Exhaust fumes contain many hazardous chemicals

Helsinki air quality is most adversely affected by emissions from transport, because these emissions are released low near the breathing height. Exhaust fume concentrations are also at their highest in busy areas during peak hours, so large numbers of people are exposed.

Exhaust fumes contain gaseous and particulate impurities. The gaseous impurities include nitrogen dioxide (NO2), nitrogen monoxide (NO), carbon monoxide (CO) and diverse volatile organic compounds (VOCs) including benzene.

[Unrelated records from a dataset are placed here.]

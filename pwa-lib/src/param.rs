//! Parameter ids understood by the controller.
//!
//! Ids are plain `u16` keys on the wire. [`Reading`] lists the ids the
//! property layer polls with GET, [`Setting`] the ids it writes with PUT.
//! The two tables overlap (salt level, recharge time, ...) but also reuse ids
//! with a different meaning: id 2 is the status word on read and the
//! "recharge now or tonight" trigger on write.

use num_enum::{IntoPrimitive, TryFromPrimitive};
use std::fmt;
use strum_macros::Display;

/// Attributes readable with a GET request.
#[derive(Debug, Clone, Copy, PartialEq, Eq, Hash, Display, IntoPrimitive, TryFromPrimitive)]
#[strum(serialize_all = "kebab-case")]
#[repr(u16)]
pub enum Reading {
    SaltAlarm = 1,
    Status = 2,
    AverageWaterUsed = 7,
    SaltLevel = 11,
    WaterHardness = 16,
    WaterUsedToday = 18,
    TotalWaterUsed = 27,
    RechargeTime = 28,
    WaterAvailable = 10029,
    DaysBetweenRecharges = 10040,
    TotalRecharges = 10045,
    DaysPoweredUp = 10051,
    TimeOfDay = 10052,
    ErrorCode = 10055,
    FlowRate = 10080,
    ResinAlert = 10094,
}

impl Reading {
    pub const ALL: [Reading; 16] = [
        Reading::SaltAlarm,
        Reading::Status,
        Reading::AverageWaterUsed,
        Reading::SaltLevel,
        Reading::WaterHardness,
        Reading::WaterUsedToday,
        Reading::TotalWaterUsed,
        Reading::RechargeTime,
        Reading::WaterAvailable,
        Reading::DaysBetweenRecharges,
        Reading::TotalRecharges,
        Reading::DaysPoweredUp,
        Reading::TimeOfDay,
        Reading::ErrorCode,
        Reading::FlowRate,
        Reading::ResinAlert,
    ];

    /// Wire id of this reading
    pub fn id(self) -> u16 {
        self.into()
    }

    /// Look up a reading by its kebab-case name (e.g. `salt-level`)
    pub fn from_name(name: &str) -> Option<Self> {
        Self::ALL.into_iter().find(|r| r.to_string() == name)
    }

    /// The type the property layer publishes this reading as
    pub fn kind(self) -> ValueKind {
        match self {
            Reading::Status | Reading::SaltLevel => ValueKind::Byte,
            Reading::SaltAlarm => ValueKind::Flag,
            Reading::WaterHardness => ValueKind::U16,
            Reading::AverageWaterUsed | Reading::WaterUsedToday | Reading::TotalWaterUsed => ValueKind::U32,
            _ => ValueKind::I32,
        }
    }

    /// Narrow a decoded 32-bit value to this reading's published type
    pub fn interpret(self, value: i32) -> PropertyValue {
        self.kind().interpret(value)
    }
}

/// Attributes writable with a PUT request.
#[derive(Debug, Clone, Copy, PartialEq, Eq, Hash, Display, IntoPrimitive, TryFromPrimitive)]
#[strum(serialize_all = "kebab-case")]
#[repr(u16)]
pub enum Setting {
    RechargeNowOrTonight = 2,
    SaltLevel = 11,
    RechargeTime = 28,
    MaxDaysBetweenRegenerations = 10040,
    PresentTimeOfDay = 10052,
}

impl Setting {
    pub const ALL: [Setting; 5] = [
        Setting::RechargeNowOrTonight,
        Setting::SaltLevel,
        Setting::RechargeTime,
        Setting::MaxDaysBetweenRegenerations,
        Setting::PresentTimeOfDay,
    ];

    /// Wire id of this setting
    pub fn id(self) -> u16 {
        self.into()
    }

    /// Look up a setting by its kebab-case name (e.g. `recharge-time`)
    pub fn from_name(name: &str) -> Option<Self> {
        Self::ALL.into_iter().find(|s| s.to_string() == name)
    }
}

/// Published type of a reading.
#[derive(Debug, Clone, Copy, PartialEq, Eq)]
pub enum ValueKind {
    Byte,
    Flag,
    U16,
    U32,
    I32,
}

impl ValueKind {
    pub fn interpret(self, value: i32) -> PropertyValue {
        match self {
            ValueKind::Byte => PropertyValue::Byte(value as u8),
            ValueKind::Flag => PropertyValue::Flag(value & 0xFF != 0),
            ValueKind::U16 => PropertyValue::U16(value as u16),
            ValueKind::U32 => PropertyValue::U32(value as u32),
            ValueKind::I32 => PropertyValue::I32(value),
        }
    }
}

/// A decoded value in its published type.
#[derive(Debug, Clone, Copy, PartialEq, Eq)]
pub enum PropertyValue {
    Byte(u8),
    Flag(bool),
    U16(u16),
    U32(u32),
    I32(i32),
}

impl fmt::Display for PropertyValue {
    fn fmt(&self, f: &mut fmt::Formatter<'_>) -> fmt::Result {
        match self {
            PropertyValue::Byte(v) => write!(f, "{}", v),
            PropertyValue::Flag(v) => write!(f, "{}", v),
            PropertyValue::U16(v) => write!(f, "{}", v),
            PropertyValue::U32(v) => write!(f, "{}", v),
            PropertyValue::I32(v) => write!(f, "{}", v),
        }
    }
}
//! Request/response cycles over the controller link.
//!
//! A [`TransportSession`] owns one [`SerialLink`] and runs exactly one cycle
//! at a time: encode, write, then poll for reply bytes until a complete
//! frame is recognized or the Timeout Budget runs out.
//!
//! ```text
//! Idle -> RequestSent -> Receiving -> Complete
//!                     |            -> TimedOut
//!                     |            -> Cancelled
//!                     -> WriteFailed
//! ```
//!
//! Nothing is retried here; [`TransportSession::get_value_with_retry`] is a
//! convenience for callers that want to repeat whole requests.

use bytes::{Buf, BufMut, BytesMut};
use serde::{Deserialize, Serialize};
use std::fs;
use std::path::Path;
use std::sync::atomic::{AtomicBool, Ordering};
use std::sync::{Arc, Mutex, MutexGuard, PoisonError};
use std::time::Duration;
use strum_macros::Display;
use tracing::{debug, trace, warn};

use crate::constants::{CMD_DATA, DATA_REPLY_LEN, DEFAULT_TICK_MS, DEFAULT_TIMEOUT_TICKS, SHORT_REPLY_LEN};
use crate::error::{Result, TransportError};
use crate::frame::{FrameCodec, WireOrder};
use crate::link::SerialLink;
use crate::status::DeviceStatus;

/// Session settings, loadable from JSON.
#[derive(Debug, Clone, PartialEq, Eq, Serialize, Deserialize)]
#[serde(default)]
pub struct SessionConfig {
    pub wire_order: WireOrder,
    /// Timeout Budget per request, in ticks
    pub timeout_ticks: u32,
    /// Length of one polling tick in milliseconds
    pub tick_ms: u64,
    /// Fail DATA replies that echo a different parameter id
    pub enforce_param_id_match: bool,
    /// Check the trailing checksum byte of replies
    pub verify_reply_checksum: bool,
    /// Report `DecodeMismatch` instead of `Timeout` when unframed bytes arrived
    pub strict_framing: bool,
}

impl Default for SessionConfig {
    fn default() -> Self {
        Self {
            wire_order: WireOrder::HeaderFirst,
            timeout_ticks: DEFAULT_TIMEOUT_TICKS,
            tick_ms: DEFAULT_TICK_MS,
            enforce_param_id_match: false,
            verify_reply_checksum: false,
            strict_framing: false,
        }
    }
}

impl SessionConfig {
    pub fn from_json_file(path: impl AsRef<Path>) -> Result<Self> {
        let text = fs::read_to_string(path)?;
        let config: Self = serde_json::from_str(&text)?;
        config.validate()?;
        Ok(config)
    }

    pub fn validate(&self) -> Result<()> {
        if self.timeout_ticks == 0 {
            return Err(TransportError::Config("timeout_ticks must be at least 1".to_string()));
        }
        if self.tick_ms == 0 {
            return Err(TransportError::Config("tick_ms must be at least 1".to_string()));
        }
        Ok(())
    }

    pub fn tick(&self) -> Duration {
        Duration::from_millis(self.tick_ms)
    }

    pub fn codec(&self) -> FrameCodec {
        FrameCodec::new(self.wire_order)
            .with_param_id_check(self.enforce_param_id_match)
            .with_reply_checksum(self.verify_reply_checksum)
    }
}

/// Cooperative cancellation flag, checked once per poll iteration.
#[derive(Debug, Clone, Default)]
pub struct CancelToken(Arc<AtomicBool>);

impl CancelToken {
    pub fn new() -> Self {
        Self::default()
    }

    pub fn cancel(&self) {
        self.0.store(true, Ordering::SeqCst);
    }

    pub fn reset(&self) {
        self.0.store(false, Ordering::SeqCst);
    }

    pub fn is_cancelled(&self) -> bool {
        self.0.load(Ordering::SeqCst)
    }
}

/// Where a session is within its current request cycle.
#[derive(Debug, Clone, Copy, PartialEq, Eq, Display)]
pub enum CycleState {
    Idle,
    RequestSent,
    Receiving,
    Complete,
    TimedOut,
    WriteFailed,
    Cancelled,
}

/// Outcome of a GET: the decoded value and the device status.
///
/// `value` is zero when the device answered with a short status reply.
#[derive(Debug, Clone, Copy, PartialEq, Eq)]
pub struct Reply {
    pub value: i32,
    pub status: DeviceStatus,
}

#[derive(Debug, Clone, Copy)]
enum Expect {
    Get { param_id: u16 },
    Set,
}

impl Expect {
    /// Longest reply this request can produce
    fn window(self) -> usize {
        match self {
            Expect::Get { .. } => DATA_REPLY_LEN,
            Expect::Set => SHORT_REPLY_LEN,
        }
    }
}

/// Single-owner request/response engine over one serial link.
pub struct TransportSession<L> {
    link: L,
    config: SessionConfig,
    codec: FrameCodec,
    rx: BytesMut,
    state: CycleState,
    cancel: Option<CancelToken>,
}

impl<L: SerialLink> TransportSession<L> {
    pub fn new(link: L, config: SessionConfig) -> Self {
        let codec = config.codec();
        Self {
            link,
            config,
            codec,
            rx: BytesMut::with_capacity(DATA_REPLY_LEN),
            state: CycleState::Idle,
            cancel: None,
        }
    }

    pub fn with_cancel_token(mut self, token: CancelToken) -> Self {
        self.cancel = Some(token);
        self
    }

    pub fn config(&self) -> &SessionConfig {
        &self.config
    }

    pub fn codec(&self) -> &FrameCodec {
        &self.codec
    }

    /// State reached by the most recent cycle
    pub fn state(&self) -> CycleState {
        self.state
    }

    pub fn link(&self) -> &L {
        &self.link
    }

    pub fn link_mut(&mut self) -> &mut L {
        &mut self.link
    }

    pub fn into_link(self) -> L {
        self.link
    }

    /// Read one parameter.
    pub fn get_value(&mut self, param_id: impl Into<u16>) -> Result<Reply> {
        let param_id = param_id.into();
        let frame = self.codec.encode_get(param_id);
        self.send(&frame)?;
        self.receive(Expect::Get { param_id })
    }

    /// Write one parameter and return the terminal status the device reports.
    pub fn set_value(&mut self, param_id: impl Into<u16>, value: i32) -> Result<DeviceStatus> {
        let frame = self.codec.encode_set(param_id.into(), value);
        self.send(&frame)?;
        self.receive(Expect::Set).map(|reply| reply.status)
    }

    /// `get_value`, repeated up to `attempts` times while it times out.
    pub fn get_value_with_retry(&mut self, param_id: impl Into<u16>, attempts: u32) -> Result<Reply> {
        let param_id = param_id.into();
        let mut attempt = 1;
        loop {
            match self.get_value(param_id) {
                Err(e) if e.is_retryable() && attempt < attempts => {
                    warn!(param_id, attempt, "GET failed: {}; retrying", e);
                    attempt += 1;
                }
                result => return result,
            }
        }
    }

    fn transition(&mut self, next: CycleState) {
        trace!(from = %self.state, to = %next, "Cycle state");
        self.state = next;
    }

    fn send(&mut self, frame: &[u8]) -> Result<()> {
        self.transition(CycleState::Idle);
        debug!(bytes = hex::encode(frame), "UART write");
        if !self.link.write_bytes(frame) {
            self.transition(CycleState::WriteFailed);
            return Err(TransportError::WriteFailed { requested: frame.len() });
        }
        self.transition(CycleState::RequestSent);
        Ok(())
    }

    fn cancelled(&self) -> bool {
        self.cancel.as_ref().is_some_and(CancelToken::is_cancelled)
    }

    fn receive(&mut self, expect: Expect) -> Result<Reply> {
        let mut budget = self.config.timeout_ticks;
        let mut garbage = 0usize;
        self.rx.clear();
        self.transition(CycleState::Receiving);

        while budget > 0 {
            if self.cancelled() {
                self.transition(CycleState::Cancelled);
                return Err(TransportError::Cancelled);
            }

            if !self.link.byte_available() {
                self.link.sleep_ticks(1);
                budget -= 1;
                continue;
            }

            let byte = match self.link.read_byte() {
                Ok(byte) => byte,
                Err(e) => {
                    self.transition(CycleState::Idle);
                    return Err(e.into());
                }
            };

            match self.accept(byte, expect, &mut garbage) {
                Ok(Some(reply)) => {
                    debug!(bytes = hex::encode(&self.rx), "UART read");
                    self.transition(CycleState::Complete);
                    return Ok(reply);
                }
                Ok(None) => {}
                Err(e) => {
                    debug!(bytes = hex::encode(&self.rx), "UART read (rejected)");
                    self.transition(CycleState::Complete);
                    return Err(e);
                }
            }
        }

        self.transition(CycleState::TimedOut);
        let unframed = garbage + self.rx.len();
        if unframed > 0 {
            debug!(bytes = hex::encode(&self.rx), garbage, "Timed out with unframed bytes");
        }
        if self.config.strict_framing && unframed > 0 {
            return Err(TransportError::DecodeMismatch { garbage: unframed });
        }
        Err(TransportError::Timeout {
            ticks: self.config.timeout_ticks,
        })
    }

    /// Feed one received byte into the reply buffer.
    fn accept(&mut self, byte: u8, expect: Expect, garbage: &mut usize) -> Result<Option<Reply>> {
        let order = self.codec.wire_order();

        // Header-first replies are identified by their first byte.
        if order == WireOrder::HeaderFirst && self.rx.is_empty() && !self.can_start(byte, expect) {
            trace!(byte, "Discarding byte outside a reply frame");
            *garbage += 1;
            return Ok(None);
        }

        self.rx.put_u8(byte);
        if let Some(reply) = self.match_reply(expect)? {
            return Ok(Some(reply));
        }

        if self.rx.len() >= expect.window() {
            match order {
                WireOrder::HeaderFirst => {
                    *garbage += self.rx.len();
                    self.rx.clear();
                }
                WireOrder::TrailerFirst => {
                    *garbage += 1;
                    self.rx.advance(1);
                }
            }
        }
        Ok(None)
    }

    fn can_start(&self, byte: u8, expect: Expect) -> bool {
        let order = self.codec.wire_order();
        match expect {
            Expect::Get { .. } => byte == CMD_DATA || order.status_of(byte).is_some(),
            Expect::Set => order.status_of(byte).is_some(),
        }
    }

    /// Check whether the buffer now holds a complete reply.
    ///
    /// Header-first frames start at the head of the buffer. Trailer-first
    /// frames end at the most recent byte, so their candidates are suffixes.
    fn match_reply(&self, expect: Expect) -> Result<Option<Reply>> {
        let rx = &self.rx[..];

        if let Expect::Get { param_id } = expect {
            if let Some(frame) = self.candidate(rx, DATA_REPLY_LEN) {
                if self.codec.is_data_reply(frame) {
                    let data = self.codec.decode_data_reply(frame, param_id)?;
                    return Ok(Some(Reply {
                        value: data.value,
                        status: data.status,
                    }));
                }
            }
        }

        let reading = matches!(expect, Expect::Get { .. });
        let trailer_first = self.codec.wire_order() == WireOrder::TrailerFirst;

        // While reading, a trailer-first status reply must be the whole
        // buffer: any adjacent pair inside a DATA reply can look like one.
        let frame = if reading && trailer_first {
            (rx.len() == SHORT_REPLY_LEN).then_some(rx)
        } else {
            self.candidate(rx, SHORT_REPLY_LEN)
        };
        let Some(frame) = frame else {
            return Ok(None);
        };
        if self.codec.short_reply_status(frame).is_none() {
            return Ok(None);
        }
        // A trailer-first data reply can open with a status-like byte pair;
        // only a checksummed pair counts as a status reply while reading.
        if reading && trailer_first && !self.codec.short_reply_checksum_ok(frame) {
            return Ok(None);
        }

        let status = self.codec.decode_error_reply(frame)?;
        Ok(Some(Reply { value: 0, status }))
    }

    fn candidate<'a>(&self, rx: &'a [u8], len: usize) -> Option<&'a [u8]> {
        match self.codec.wire_order() {
            WireOrder::HeaderFirst => (rx.len() == len).then_some(rx),
            WireOrder::TrailerFirst => rx.len().checked_sub(len).map(|start| &rx[start..]),
        }
    }
}

/// A session behind a mutex, held for the whole request cycle.
pub struct SharedSession<L> {
    inner: Arc<Mutex<TransportSession<L>>>,
}

impl<L> Clone for SharedSession<L> {
    fn clone(&self) -> Self {
        Self {
            inner: Arc::clone(&self.inner),
        }
    }
}

impl<L: SerialLink> SharedSession<L> {
    pub fn new(session: TransportSession<L>) -> Self {
        Self {
            inner: Arc::new(Mutex::new(session)),
        }
    }

    // A panic mid-cycle leaves nothing half-done: every cycle starts from a cleared buffer.
    fn lock(&self) -> MutexGuard<'_, TransportSession<L>> {
        self.inner.lock().unwrap_or_else(PoisonError::into_inner)
    }

    pub fn get_value(&self, param_id: impl Into<u16>) -> Result<Reply> {
        self.lock().get_value(param_id)
    }

    pub fn set_value(&self, param_id: impl Into<u16>, value: i32) -> Result<DeviceStatus> {
        self.lock().set_value(param_id, value)
    }

    /// Run `f` with exclusive access to the session
    pub fn with_session<T>(&self, f: impl FnOnce(&mut TransportSession<L>) -> T) -> T {
        f(&mut self.lock())
    }
}
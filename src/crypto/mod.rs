//! Cryptographic operations for Neo key and address generation.
//!
//! This module provides:
//! - P-256 key generation with an injectable entropy source
//! - Verification script construction and script hashing
//! - Base58Check rendering of addresses and WIF strings

pub mod base58;
pub mod hash;

mod address;
mod error;
mod keypair;
mod network;
mod script;

pub use address::Address;
pub use error::{KeyError, Result};
pub use keypair::{KeyPair, SECRET_KEY_LEN};
pub use network::{LeadingZeros, NetworkProfile};
pub use script::{Script, ScriptHash, COMPRESSED_PUBLIC_KEY_LEN, SCRIPT_LEN};
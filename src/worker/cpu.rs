//! CPU-based worker for vanity address generation.

use std::sync::atomic::{AtomicBool, AtomicU64, Ordering};
use std::sync::Arc;
use std::time::Duration;

use crossbeam_channel::{SendTimeoutError, Sender};
use rand::{CryptoRng, RngCore};
use tracing::{debug, error};

use crate::crypto::{KeyPair, NetworkProfile};
use crate::matcher::Pattern;

use super::VanityResult;

/// Statistics shared by all workers.
#[derive(Debug, Default)]
pub struct WorkerStats {
    /// Total keys generated
    pub keys_generated: AtomicU64,
    /// Matches found
    pub matches_found: AtomicU64,
}

impl WorkerStats {
    pub fn new() -> Self {
        Self::default()
    }

    pub fn total_keys(&self) -> u64 {
        self.keys_generated.load(Ordering::Relaxed)
    }

    pub fn total_matches(&self) -> u64 {
        self.matches_found.load(Ordering::Relaxed)
    }
}

/// A CPU worker that generates and tests keypairs.
pub struct CpuWorker {
    id: usize,
    pattern: Pattern,
    profile: NetworkProfile,
    result_tx: Sender<VanityResult>,
    stop_flag: Arc<AtomicBool>,
    stats: Arc<WorkerStats>,
}

impl CpuWorker {
    pub fn new(
        id: usize,
        pattern: Pattern,
        profile: NetworkProfile,
        result_tx: Sender<VanityResult>,
        stop_flag: Arc<AtomicBool>,
        stats: Arc<WorkerStats>,
    ) -> Self {
        Self {
            id,
            pattern,
            profile,
            result_tx,
            stop_flag,
            stats,
        }
    }

    /// Runs the worker loop, drawing keys from `rng`.
    ///
    /// Generates keypairs and tests them against the pattern until:
    /// - Stop flag is set
    /// - Channel is closed
    /// - Key generation fails, which also raises the stop flag
    pub fn run<R: RngCore + CryptoRng>(&self, rng: &mut R) {
        // Process in batches to reduce atomic operation overhead
        const BATCH_SIZE: u64 = 256;

        debug!(worker = self.id, "worker started");

        loop {
            if self.stop_flag.load(Ordering::Relaxed) {
                break;
            }

            for _ in 0..BATCH_SIZE {
                let keypair = match KeyPair::generate_with(rng, self.profile) {
                    Ok(keypair) => keypair,
                    Err(e) => {
                        error!(worker = self.id, error = %e, "key generation failed");
                        self.stop_flag.store(true, Ordering::Relaxed);
                        return;
                    }
                };

                if self.pattern.matches(keypair.address()).is_match() {
                    self.stats.matches_found.fetch_add(1, Ordering::Relaxed);

                    let result = VanityResult::from_keypair(&keypair, self.id);

                    if !self.deliver(result) {
                        return;
                    }
                }
            }

            self.stats.keys_generated.fetch_add(BATCH_SIZE, Ordering::Relaxed);
        }
    }

    /// Sends a result, giving up once the pool stops or the channel closes.
    fn deliver(&self, mut result: VanityResult) -> bool {
        const SEND_POLL: Duration = Duration::from_millis(100);

        loop {
            match self.result_tx.send_timeout(result, SEND_POLL) {
                Ok(()) => return true,
                Err(SendTimeoutError::Timeout(pending)) => {
                    if self.stop_flag.load(Ordering::Relaxed) {
                        return false;
                    }
                    result = pending;
                }
                Err(SendTimeoutError::Disconnected(_)) => {
                    debug!(worker = self.id, "result channel closed");
                    return false;
                }
            }
        }
    }
}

Fine particles in exhaust fumes (PM2.5) mainly consist of back coal and other organic compounds such as polycyclic aromatic hydrocarbons (PAH). The particles also contain some metallic compounds. The main source of particulate matter in transport is diesel vehicles.

Nitrogen limits exceeded in busy street canyons

The exhaust emissions from transport still cause high nitrogen dioxide (NO2) concentrations in the busy street canyons of the inner city. In recent years, however, these concentrations have been decreasing. No excess to the annual limit of NO2 was observed in the Helsinki Region Environmental Services Authority’s measurements in 2020.

The local large concentrations of nitrogen dioxide and exceeding the limit value are caused by car emissions, especially from diesel cars. The proportion of diesel cars started to increase quickly after the tax reform that came into force in 2008. At the time, the direct nitrogen dioxide emissions grew as a consequence of technical solutions made to reduce particle emissions.

It is estimated that the nitrogen oxide emissions of diesel cars made now and in the future will be lower also in actual traffic. This will be achieved through new kinds of testing methods and statutory testing cycles that force car manufacturers to reduce emissions.